Love is beautiful. ️‍ #pride #pridemonth #pride2017

A post shared by Clinique (@clinique) on

Collaborations and new products must toe the line between standing out and staying true to Clinique’s ethos. “You want to add a bit of fun and light-heartedness, because there are so many brands out there about crazy makeup,” Lauder says. Of its collaboration with Crayola, she explains, “We have basically grown-up crayons... it’s two brands coming together to create a dynamic, fun environment, and that’s what makeup should be about.”

But a beauty company can’t completely ignore industry trends, whether that means a ubiquitous product like highlighter or the decline of IRL shopping. In its efforts to meet customers where they are, Clinique has on-campus counters at university bookstores — schools as disparate as Yale and Ohio State University. The program, which is 25 years old, started at MIT and is now at 30 universities.

On the other end of the customer spectrum, for environments like Sephora, where products are displayed right next to its competitors, Clinique launched the Pep Start line. The line is packaged in bright boxes and tubes with the promise of the instant benefits of a Clinique product — but portable. Lauder says this line is for the on-the-go millennial woman. It can be taken boardroom to bar and back, she explains. In what reads an effort to meet younger customers where they are, Clinique’s Pep Start line recently added a bubble mask, a product typically associated with (now trendy) Korean skincare regimens. The brand also joined the category of workout-proof makeup with its CliniqueFIT line.

Instagram may be far removed from Clinique’s original department-store counter set-up, but the platform (along with YouTube) is becoming increasingly important to brands trying to reach young consumers. Clinique’s Instagram strategy is bit subtler than most brands. While many younger brands employ social teams to give daily how-tos and product explanations, including regular segments like Tip Tuesday, Clinique’s feed is defined by flat lays with product explainers in the captions. Its feed may not be filled with social media producers who feel like friends, but that doesn’t mean Clinique’s choices, while more clinical in comparison, aren’t effective.

Because the brand isn’t known for dramatic makeup, Lauder says one of its most effective social campaigns had to find a way to get noticed anyway. “Because when you try to show someone putting on moisturizer, it doesn’t exactly show a transformation on film,” she says. “So we took our Take The Day Off Balm and we had these reverse makeup tutorials to show a transformation from a full face of makeup ... into [a face with] all your makeup removed.” Social media is the new frontier of makeup advertising, so it’s critical for legacy brands like Clinique to figure out where its subtler products, like moisturizer, fit into the jam-packed landscape.

When I tell her how many people I’ve talked to came to the brand and continue to stick with the brand, Lauder says it reminds her of her journey with the company. As the granddaughter of the Estée Lauder, she started using the three-step system when she was 11 because she herself had troubled skin.

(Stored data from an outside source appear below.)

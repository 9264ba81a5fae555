//! Vector helpers that glam does not provide.

use crate::Vec3;

/// Per-component magnitude below which a vector counts as degenerate.
pub const NEAR_ZERO_EPSILON: f32 = 1e-8;

/// Degenerate-vector test.
pub trait NearZero {
    /// True if every component is within `NEAR_ZERO_EPSILON` of zero.
    fn near_zero(&self) -> bool;
}

impl NearZero for Vec3 {
    #[inline]
    fn near_zero(&self) -> bool {
        self.abs().cmplt(Vec3::splat(NEAR_ZERO_EPSILON)).all()
    }
}

/// Reflect a vector about a normal.
#[inline]
pub fn reflect(v: Vec3, n: Vec3) -> Vec3 {
    v - 2.0 * v.dot(n) * n
}

/// Refract a unit vector through a surface with normal `n`.
///
/// `etai_over_etat` is the ratio of refractive indices across the boundary.
#[inline]
pub fn refract(uv: Vec3, n: Vec3, etai_over_etat: f32) -> Vec3 {
    let cos_theta = (-uv).dot(n).min(1.0);
    let r_out_perp = etai_over_etat * (uv + cos_theta * n);
    let r_out_parallel = -(1.0 - r_out_perp.length_squared()).abs().sqrt() * n;
    r_out_perp + r_out_parallel
}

It’s Lauder’s third time at Clinique, after stints at other Estée Lauder brands like Origins. She keeps coming back to the brand — just like her customers.

“When people say, ‘I haven’t given up,’ it’s because if something works really well, you stay with it,” she says. “We say quality never goes out of style, and that’s what we focus on. It’s hard in this new day and age where fast fashion can sometimes overcome quality. We need to make sure we’re really speaking to her, or him, in ways that we can communicate the quality and the efficacy.”